Alternatively, we could group the rules a bit differently: have rules that are executed in the (1,20) range in one rule and those that are usually in the (0,1) in another. That way we could fine-tune the concurrency (and number of connections) slightly better than we can now without the need to resort to having special rules for exceptions (like the Thumbnail job above).

If we do that, the first and easy part of this task will be done. Making concurrencies automatically adjustable would be the next step

I would say that after tuning the concurrency settings, we need to sit and wait to see what happens. Having auto-adjustments for this setting means employing heuristics which may do more harm than good, so we have to be careful with that. Slashing the maximum number of connections by a factor of three is already a pretty big deal, IMHO.

Change 453472 merged by Mobrovac:
[mediawiki/services/change-propagation/jobqueue-deploy@master] Fine-tune the concurrencies for jobs.
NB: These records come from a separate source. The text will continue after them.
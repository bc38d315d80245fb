// Copyright 2026 Phillip Cloud
// Licensed under the Apache License, Version 2.0

use anyhow::Result;
use rediscope_app::{ErrorKind, Ttl, ValuePayload};
use rediscope_store::{KeyValueStore, StoreError, fetch_value};
use rediscope_testkit::{MemoryStore, MemoryValue};

#[test]
fn string_values_lose_control_characters() -> Result<()> {
    let store = MemoryStore::new();
    store.insert_text("banner", "hello\r\n\tworld\u{7}")?;

    let (payload, ttl) = fetch_value(&store, "banner")?;
    assert_eq!(payload, ValuePayload::Text("helloworld".to_owned()));
    assert_eq!(ttl, Ttl::Persistent);
    Ok(())
}

#[test]
fn structured_values_keep_their_shape() -> Result<()> {
    let store = MemoryStore::new();
    store.insert(
        "user:1",
        MemoryValue::Hash(vec![("name".into(), "ada".into())]),
    )?;
    store.insert_with_ttl(
        "board",
        MemoryValue::SortedSet(vec![("ada".into(), 3.5), ("bob".into(), 1.0)]),
        90,
    )?;
    store.insert("queue", MemoryValue::List(vec!["a".into(), "b".into()]))?;

    let (hash, _) = fetch_value(&store, "user:1")?;
    assert_eq!(hash.to_plain_text(), r#"{"name":"ada"}"#);

    let (board, ttl) = fetch_value(&store, "board")?;
    assert_eq!(
        board,
        ValuePayload::SortedSet(vec![("ada".into(), 3.5), ("bob".into(), 1.0)])
    );
    assert_eq!(ttl, Ttl::Expires(90));

    let (queue, _) = fetch_value(&store, "queue")?;
    assert_eq!(queue.to_plain_text(), r#"["a","b"]"#);
    Ok(())
}

#[test]
fn missing_and_unsupported_keys_are_typed_errors() -> Result<()> {
    let store = MemoryStore::new();
    store.insert("events", MemoryValue::Other("stream".into()))?;

    let missing = fetch_value(&store, "gone").expect_err("missing key");
    assert!(matches!(missing, StoreError::MissingKey(ref key) if key == "gone"));
    assert_eq!(missing.kind(), ErrorKind::MissingKey);

    let unsupported = fetch_value(&store, "events").expect_err("stream unsupported");
    assert_eq!(unsupported.kind(), ErrorKind::UnsupportedType);
    assert!(unsupported.to_string().contains("stream"));
    Ok(())
}

#[test]
fn ttl_is_read_after_the_value() -> Result<()> {
    let store = MemoryStore::new();
    store.insert_text("k", "v")?;
    fetch_value(&store, "k")?;
    assert_eq!(
        store.calls()?,
        vec!["db0:key_type", "db0:get_string", "db0:ttl"]
    );
    Ok(())
}

#[test]
fn command_failures_propagate() -> Result<()> {
    let store = MemoryStore::new();
    store.insert_text("k", "v")?;
    store.fail_operation("get_string", "LOADING Redis is loading")?;
    let error = fetch_value(&store, "k").expect_err("injected failure");
    assert_eq!(error.kind(), ErrorKind::Operation);
    assert!(store.ping().is_ok());
    Ok(())
}
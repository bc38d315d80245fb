// Copyright 2026 Phillip Cloud
// Licensed under the Apache License, Version 2.0

pub mod filter;
pub mod history;
pub mod ids;
pub mod model;
pub mod notify;
pub mod panel;
pub mod state;
pub mod tabs;
pub mod view;

pub use filter::*;
pub use history::*;
pub use ids::*;
pub use model::*;
pub use notify::*;
pub use panel::*;
pub use state::*;
pub use tabs::*;
pub use view::*;
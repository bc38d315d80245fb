// Copyright 2026 Phillip Cloud
// Licensed under the Apache License, Version 2.0

mod config;
mod logging;
mod runtime;

use anyhow::{Context, Result};
use config::{APP_NAME, Config};
use rediscope_tui::RunOptions;
use runtime::SystemClipboard;
use std::env;
use std::path::PathBuf;

fn main() {
    if let Err(error) = run() {
        eprintln!("{error:#}");
        std::process::exit(1);
    }
}

fn run() -> Result<()> {
    let options = parse_cli_args(env::args().skip(1), Config::default_path()?)?;
    if options.show_help {
        print_help();
        return Ok(());
    }

    if options.show_version {
        println!("{APP_NAME} {}", env!("CARGO_PKG_VERSION"));
        return Ok(());
    }

    if options.print_config_path {
        println!("{}", options.config_path.display());
        return Ok(());
    }

    if options.print_example {
        print!("{}", Config::example_config(&options.config_path));
        return Ok(());
    }

    let config = Config::load(&options.config_path).with_context(|| {
        format!(
            "load config {}; run `{APP_NAME} --print-example-config` to generate a v1 template",
            options.config_path.display()
        )
    })?;
    let settings = config.session_settings()?;
    let refresh_interval = config.refresh_interval()?;

    let log_path = options.log_file.clone().unwrap_or_else(|| config.log_path());
    logging::init(&log_path, config.log_level()).with_context(|| {
        format!(
            "start logging to {}; set [log].path or REDISCOPE_LOG_PATH to a writable file",
            log_path.display()
        )
    })?;
    tracing::info!(config = %options.config_path.display(), "starting");

    let url = config.redis_url();
    let store = runtime::connect(&url, settings.database_count)
        .context("is the server running? set REDIS_URL or [redis].url to point at it")?;

    if options.check_only {
        println!("ok: connected to {}", store.endpoint());
        return Ok(());
    }

    rediscope_tui::run_app(
        store,
        Box::new(SystemClipboard),
        RunOptions {
            settings,
            refresh_interval,
        },
    )
}

#[derive(Debug, Clone, PartialEq, Eq)]
struct CliOptions {
    config_path: PathBuf,
    log_file: Option<PathBuf>,
    print_config_path: bool,
    print_example: bool,
    check_only: bool,
    show_help: bool,
    show_version: bool,
}

fn parse_cli_args<I, S>(args: I, default_config_path: PathBuf) -> Result<CliOptions>
where
    I: IntoIterator<Item = S>,
    S: AsRef<str>,
{
    let mut options = CliOptions {
        config_path: default_config_path,
        log_file: None,
        print_config_path: false,
        print_example: false,
        check_only: false,
        show_help: false,
        show_version: false,
    };

    let mut iter = args.into_iter();
    while let Some(arg) = iter.next() {
        match arg.as_ref() {
            "--config" => {
                let value = iter
                    .next()
                    .ok_or_else(|| anyhow::anyhow!("--config requires a file path"))?;
                options.config_path = PathBuf::from(value.as_ref());
            }
            "--log-file" => {
                let value = iter
                    .next()
                    .ok_or_else(|| anyhow::anyhow!("--log-file requires a file path"))?;
                options.log_file = Some(PathBuf::from(value.as_ref()));
            }
            "--print-config-path" => {
                options.print_config_path = true;
            }
            "--print-example-config" => {
                options.print_example = true;
            }
            "--check" => {
                options.check_only = true;
            }
            "--version" | "-V" => {
                options.show_version = true;
            }
            "--help" | "-h" => {
                options.show_help = true;
            }
            unknown => {
                return Err(anyhow::anyhow!(
                    "unknown argument {unknown:?}; run with --help to see supported options"
                ));
            }
        }
    }

    Ok(options)
}

fn print_help() {
    println!("{APP_NAME}: browse and edit a redis server from the terminal");
    println!("  --config <path>          Use a specific config path");
    println!("  --log-file <path>        Write the session log to this file");
    println!("  --print-config-path      Print resolved config path");
    println!("  --print-example-config   Print a v1 config template");
    println!("  --check                  Validate config and connect, then exit");
    println!("  --version                Show version");
    println!("  --help                   Show this help");
    println!();
    println!("REDIS_URL overrides [redis].url, for example redis://:secret@127.0.0.1:6379/0");
}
https://gerrit.wikimedia.org/r/453472

You could measure concurrency by summing a timing metric, like I did for the "load" metrics in the API dashboard: https://grafana.wikimedia.org/dashboard/db/api-backend-summary?refresh=5m&orgId=1 . I used:

aliasByNode(highestAverage(scaleToSeconds(MediaWiki.api.*.executeTiming.sum,0.001), 10), 2)

This is based on the idea that the concurrency is equal to the number of seconds of request latency consumed per second of actual time. scaleToSeconds() is the only function in Graphite which gives you access to the sampling interval, its second argument is a scaling factor, here 0.001 due to the fact that this execution time is measured in milliseconds.

This would solve your partitioning problem, since partitions would add together in the expected way.

Change 454573 had a related patch set uploaded (by Ppchelko; owner: Ppchelko):
[mediawiki/services/change-propagation/jobqueue-deploy@master] Revisit concurrencies for some high-traffic jobs.

https://gerrit.wikimedia.org/r/454573

Change 454573 merged by Ppchelko:
[mediawiki/services/change-propagation/jobqueue-deploy@master] Revisit concurrencies for some high-traffic jobs.

https://gerrit.wikimedia.org/r/454573

Mentioned in SAL (#wikimedia-operations) [2018-08-22T17:20:41Z] <ppchelko@deploy1001> Started deploy [cpjobqueue/deploy@32a81be]: Revisit jobs concurrencies T202107

Mentioned in SAL (#wikimedia-operations) [2018-08-22T17:21:30Z] <ppchelko@deploy1001> Finished deploy [cpjobqueue/deploy@32a81be]: Revisit jobs concurrencies T202107 (duration: 00m 49s)

mobrovac closed this task as Resolved.Mar 14 2019, 7:42 PM
mobrovac claimed this task.

Things have been stable for a while now, so closing. We also have effective execution rate on the graphs, so we can alert on them.